# TASK BRIEF
Give the number of lines in the records below that include the word "edge", and add nothing to it.

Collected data
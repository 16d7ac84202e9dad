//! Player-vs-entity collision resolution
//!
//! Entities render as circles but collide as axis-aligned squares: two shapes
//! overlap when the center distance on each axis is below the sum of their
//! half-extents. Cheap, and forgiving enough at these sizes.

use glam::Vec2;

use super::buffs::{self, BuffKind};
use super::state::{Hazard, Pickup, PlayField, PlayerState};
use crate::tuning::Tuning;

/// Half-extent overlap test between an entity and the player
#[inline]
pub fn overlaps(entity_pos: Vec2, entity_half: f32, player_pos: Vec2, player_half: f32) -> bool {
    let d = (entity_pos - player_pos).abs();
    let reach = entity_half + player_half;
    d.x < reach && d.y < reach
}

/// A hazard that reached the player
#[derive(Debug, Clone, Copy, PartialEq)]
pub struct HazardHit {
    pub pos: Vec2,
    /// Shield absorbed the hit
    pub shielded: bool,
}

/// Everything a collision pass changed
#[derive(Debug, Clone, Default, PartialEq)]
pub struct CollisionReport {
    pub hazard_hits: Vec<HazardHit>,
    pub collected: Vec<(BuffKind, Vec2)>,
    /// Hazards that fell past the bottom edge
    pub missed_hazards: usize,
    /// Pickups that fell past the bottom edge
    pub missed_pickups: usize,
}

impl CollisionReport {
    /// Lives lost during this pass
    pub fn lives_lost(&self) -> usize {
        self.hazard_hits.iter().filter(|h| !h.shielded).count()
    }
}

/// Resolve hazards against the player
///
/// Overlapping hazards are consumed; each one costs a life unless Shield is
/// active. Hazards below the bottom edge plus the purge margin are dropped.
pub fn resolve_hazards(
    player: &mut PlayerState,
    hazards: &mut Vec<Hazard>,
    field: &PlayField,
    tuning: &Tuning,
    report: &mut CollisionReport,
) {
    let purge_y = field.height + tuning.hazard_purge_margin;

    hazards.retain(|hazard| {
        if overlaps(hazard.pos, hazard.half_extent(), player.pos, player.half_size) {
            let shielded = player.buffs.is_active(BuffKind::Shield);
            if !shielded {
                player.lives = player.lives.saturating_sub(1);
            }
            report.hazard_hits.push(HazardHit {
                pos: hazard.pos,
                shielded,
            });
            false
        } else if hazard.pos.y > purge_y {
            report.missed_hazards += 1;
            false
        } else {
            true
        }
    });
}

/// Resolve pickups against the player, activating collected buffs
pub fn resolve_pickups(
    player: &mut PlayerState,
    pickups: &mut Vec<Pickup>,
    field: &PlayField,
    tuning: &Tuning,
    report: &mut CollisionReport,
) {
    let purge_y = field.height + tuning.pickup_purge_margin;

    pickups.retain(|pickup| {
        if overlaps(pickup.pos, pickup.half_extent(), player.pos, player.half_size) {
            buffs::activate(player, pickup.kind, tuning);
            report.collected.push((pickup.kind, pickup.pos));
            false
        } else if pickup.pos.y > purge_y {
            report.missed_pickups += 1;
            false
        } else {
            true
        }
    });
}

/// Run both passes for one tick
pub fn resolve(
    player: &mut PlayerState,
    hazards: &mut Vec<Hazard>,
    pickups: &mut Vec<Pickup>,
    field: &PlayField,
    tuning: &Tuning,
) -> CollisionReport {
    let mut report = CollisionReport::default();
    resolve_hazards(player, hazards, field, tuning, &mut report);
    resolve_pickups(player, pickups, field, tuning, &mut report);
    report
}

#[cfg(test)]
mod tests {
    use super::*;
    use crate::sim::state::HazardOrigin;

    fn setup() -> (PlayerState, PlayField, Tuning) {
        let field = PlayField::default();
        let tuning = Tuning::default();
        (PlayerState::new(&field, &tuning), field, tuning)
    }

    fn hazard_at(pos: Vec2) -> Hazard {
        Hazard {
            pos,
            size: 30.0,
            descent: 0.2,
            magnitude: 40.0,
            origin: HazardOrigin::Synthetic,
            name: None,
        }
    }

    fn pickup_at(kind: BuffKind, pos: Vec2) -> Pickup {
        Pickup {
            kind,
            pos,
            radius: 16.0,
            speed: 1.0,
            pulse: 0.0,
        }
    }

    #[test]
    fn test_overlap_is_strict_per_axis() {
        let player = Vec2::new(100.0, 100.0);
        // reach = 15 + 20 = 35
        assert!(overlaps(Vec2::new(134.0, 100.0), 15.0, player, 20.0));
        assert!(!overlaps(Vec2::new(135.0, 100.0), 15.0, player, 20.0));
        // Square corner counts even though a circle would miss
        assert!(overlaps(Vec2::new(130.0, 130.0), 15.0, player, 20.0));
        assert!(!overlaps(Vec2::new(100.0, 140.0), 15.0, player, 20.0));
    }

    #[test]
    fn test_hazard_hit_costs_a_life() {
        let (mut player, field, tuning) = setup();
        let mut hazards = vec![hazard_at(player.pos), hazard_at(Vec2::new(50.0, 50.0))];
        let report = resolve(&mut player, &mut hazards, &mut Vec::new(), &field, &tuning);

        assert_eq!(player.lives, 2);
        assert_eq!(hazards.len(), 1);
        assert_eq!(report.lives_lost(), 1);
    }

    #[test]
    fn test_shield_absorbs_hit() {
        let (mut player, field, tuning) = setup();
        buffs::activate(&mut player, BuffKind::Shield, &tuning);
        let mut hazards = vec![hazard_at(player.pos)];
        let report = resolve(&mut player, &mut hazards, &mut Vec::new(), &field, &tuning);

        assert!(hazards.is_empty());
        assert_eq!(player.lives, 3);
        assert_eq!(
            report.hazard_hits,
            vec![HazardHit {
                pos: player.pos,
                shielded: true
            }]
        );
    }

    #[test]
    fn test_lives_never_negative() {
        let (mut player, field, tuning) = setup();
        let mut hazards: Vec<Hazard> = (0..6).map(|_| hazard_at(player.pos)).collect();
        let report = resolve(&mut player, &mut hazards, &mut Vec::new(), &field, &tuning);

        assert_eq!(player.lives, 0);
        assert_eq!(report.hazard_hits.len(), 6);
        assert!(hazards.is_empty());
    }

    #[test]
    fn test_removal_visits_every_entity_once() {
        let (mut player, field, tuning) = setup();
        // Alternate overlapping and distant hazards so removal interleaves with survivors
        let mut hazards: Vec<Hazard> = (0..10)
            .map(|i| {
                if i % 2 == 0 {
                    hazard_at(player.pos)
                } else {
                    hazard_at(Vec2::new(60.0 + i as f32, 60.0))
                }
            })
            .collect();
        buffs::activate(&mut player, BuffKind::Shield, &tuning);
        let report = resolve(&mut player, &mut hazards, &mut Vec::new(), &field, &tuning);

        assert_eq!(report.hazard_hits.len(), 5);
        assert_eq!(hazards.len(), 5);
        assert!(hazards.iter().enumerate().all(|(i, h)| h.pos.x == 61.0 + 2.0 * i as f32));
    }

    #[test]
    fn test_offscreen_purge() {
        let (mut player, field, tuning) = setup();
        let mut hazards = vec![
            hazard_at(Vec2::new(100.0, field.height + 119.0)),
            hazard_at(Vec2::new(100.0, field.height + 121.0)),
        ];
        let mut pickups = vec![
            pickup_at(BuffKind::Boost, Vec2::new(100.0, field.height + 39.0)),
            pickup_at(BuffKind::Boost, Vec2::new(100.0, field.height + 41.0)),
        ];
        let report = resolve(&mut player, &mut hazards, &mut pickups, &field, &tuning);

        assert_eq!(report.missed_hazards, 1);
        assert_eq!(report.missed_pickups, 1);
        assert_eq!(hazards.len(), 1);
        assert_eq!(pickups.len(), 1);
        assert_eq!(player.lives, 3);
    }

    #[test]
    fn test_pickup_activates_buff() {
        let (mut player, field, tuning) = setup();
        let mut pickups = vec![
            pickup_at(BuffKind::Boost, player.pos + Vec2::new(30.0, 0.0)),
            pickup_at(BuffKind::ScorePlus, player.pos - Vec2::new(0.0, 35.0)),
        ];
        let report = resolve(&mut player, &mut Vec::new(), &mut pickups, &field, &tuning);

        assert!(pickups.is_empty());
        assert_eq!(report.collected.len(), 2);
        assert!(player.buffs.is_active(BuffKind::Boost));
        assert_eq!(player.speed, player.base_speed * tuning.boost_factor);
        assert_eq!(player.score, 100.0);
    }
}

...

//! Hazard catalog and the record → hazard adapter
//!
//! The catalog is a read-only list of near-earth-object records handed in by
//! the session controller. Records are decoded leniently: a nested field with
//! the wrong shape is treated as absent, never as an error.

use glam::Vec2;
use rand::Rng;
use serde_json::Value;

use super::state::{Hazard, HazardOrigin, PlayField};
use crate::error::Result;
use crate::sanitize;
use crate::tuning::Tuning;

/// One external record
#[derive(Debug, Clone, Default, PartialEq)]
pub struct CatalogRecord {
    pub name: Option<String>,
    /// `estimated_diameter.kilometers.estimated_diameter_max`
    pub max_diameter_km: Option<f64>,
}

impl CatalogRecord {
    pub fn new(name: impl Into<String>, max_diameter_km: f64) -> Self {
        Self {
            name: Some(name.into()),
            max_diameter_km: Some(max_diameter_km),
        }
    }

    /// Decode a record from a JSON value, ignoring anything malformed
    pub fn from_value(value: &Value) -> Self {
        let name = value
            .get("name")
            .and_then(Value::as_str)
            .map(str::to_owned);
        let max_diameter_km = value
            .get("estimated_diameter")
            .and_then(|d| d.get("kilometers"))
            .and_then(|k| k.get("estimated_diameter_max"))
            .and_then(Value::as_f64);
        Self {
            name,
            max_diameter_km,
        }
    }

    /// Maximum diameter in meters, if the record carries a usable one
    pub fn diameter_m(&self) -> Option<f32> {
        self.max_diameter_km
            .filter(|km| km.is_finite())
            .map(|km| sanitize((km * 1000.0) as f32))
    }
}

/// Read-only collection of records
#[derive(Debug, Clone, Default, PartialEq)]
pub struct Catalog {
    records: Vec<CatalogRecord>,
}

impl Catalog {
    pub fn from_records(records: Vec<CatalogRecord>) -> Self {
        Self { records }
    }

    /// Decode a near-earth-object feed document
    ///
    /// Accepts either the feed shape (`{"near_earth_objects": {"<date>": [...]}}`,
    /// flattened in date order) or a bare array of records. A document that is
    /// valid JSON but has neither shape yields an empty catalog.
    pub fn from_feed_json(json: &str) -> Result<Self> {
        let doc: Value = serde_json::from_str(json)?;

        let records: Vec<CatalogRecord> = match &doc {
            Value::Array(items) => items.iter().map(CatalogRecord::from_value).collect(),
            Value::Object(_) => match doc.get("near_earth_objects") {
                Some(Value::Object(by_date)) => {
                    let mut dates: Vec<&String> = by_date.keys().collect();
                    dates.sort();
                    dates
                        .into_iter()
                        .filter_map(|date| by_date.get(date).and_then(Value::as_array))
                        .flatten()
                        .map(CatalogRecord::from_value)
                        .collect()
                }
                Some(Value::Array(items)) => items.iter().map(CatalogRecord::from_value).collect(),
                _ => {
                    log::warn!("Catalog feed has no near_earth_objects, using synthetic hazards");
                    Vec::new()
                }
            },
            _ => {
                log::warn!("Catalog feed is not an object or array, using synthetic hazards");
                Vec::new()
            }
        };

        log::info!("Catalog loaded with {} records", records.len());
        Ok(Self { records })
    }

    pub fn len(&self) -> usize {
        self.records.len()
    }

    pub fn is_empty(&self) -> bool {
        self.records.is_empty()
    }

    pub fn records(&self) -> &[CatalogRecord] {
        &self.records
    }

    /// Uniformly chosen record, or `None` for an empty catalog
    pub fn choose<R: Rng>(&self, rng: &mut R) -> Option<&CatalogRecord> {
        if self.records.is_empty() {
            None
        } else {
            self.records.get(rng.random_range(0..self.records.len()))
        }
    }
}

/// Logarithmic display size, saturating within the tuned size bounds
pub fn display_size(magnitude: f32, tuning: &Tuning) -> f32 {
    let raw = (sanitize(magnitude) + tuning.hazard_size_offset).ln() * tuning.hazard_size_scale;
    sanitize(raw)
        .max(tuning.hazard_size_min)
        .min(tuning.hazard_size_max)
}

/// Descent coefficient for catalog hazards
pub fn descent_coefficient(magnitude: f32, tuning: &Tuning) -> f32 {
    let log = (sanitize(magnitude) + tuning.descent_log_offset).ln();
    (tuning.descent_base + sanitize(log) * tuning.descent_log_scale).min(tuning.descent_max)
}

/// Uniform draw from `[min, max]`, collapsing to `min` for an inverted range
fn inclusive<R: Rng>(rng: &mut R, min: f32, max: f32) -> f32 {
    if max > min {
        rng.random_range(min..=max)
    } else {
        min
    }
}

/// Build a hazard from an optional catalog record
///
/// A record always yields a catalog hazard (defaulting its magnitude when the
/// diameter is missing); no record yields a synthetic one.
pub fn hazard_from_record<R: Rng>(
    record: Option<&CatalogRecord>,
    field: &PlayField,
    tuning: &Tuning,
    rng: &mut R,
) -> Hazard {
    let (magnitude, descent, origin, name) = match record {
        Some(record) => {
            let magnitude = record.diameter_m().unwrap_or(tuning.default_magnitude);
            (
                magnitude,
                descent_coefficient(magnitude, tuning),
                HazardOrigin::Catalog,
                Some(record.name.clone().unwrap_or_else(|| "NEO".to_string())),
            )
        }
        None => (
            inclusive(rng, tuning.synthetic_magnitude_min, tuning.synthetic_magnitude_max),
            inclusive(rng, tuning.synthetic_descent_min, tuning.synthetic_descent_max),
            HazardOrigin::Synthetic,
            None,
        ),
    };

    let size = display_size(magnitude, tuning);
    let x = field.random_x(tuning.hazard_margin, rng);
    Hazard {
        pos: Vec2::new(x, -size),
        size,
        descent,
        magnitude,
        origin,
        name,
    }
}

# EXERCISE SOLUTION
3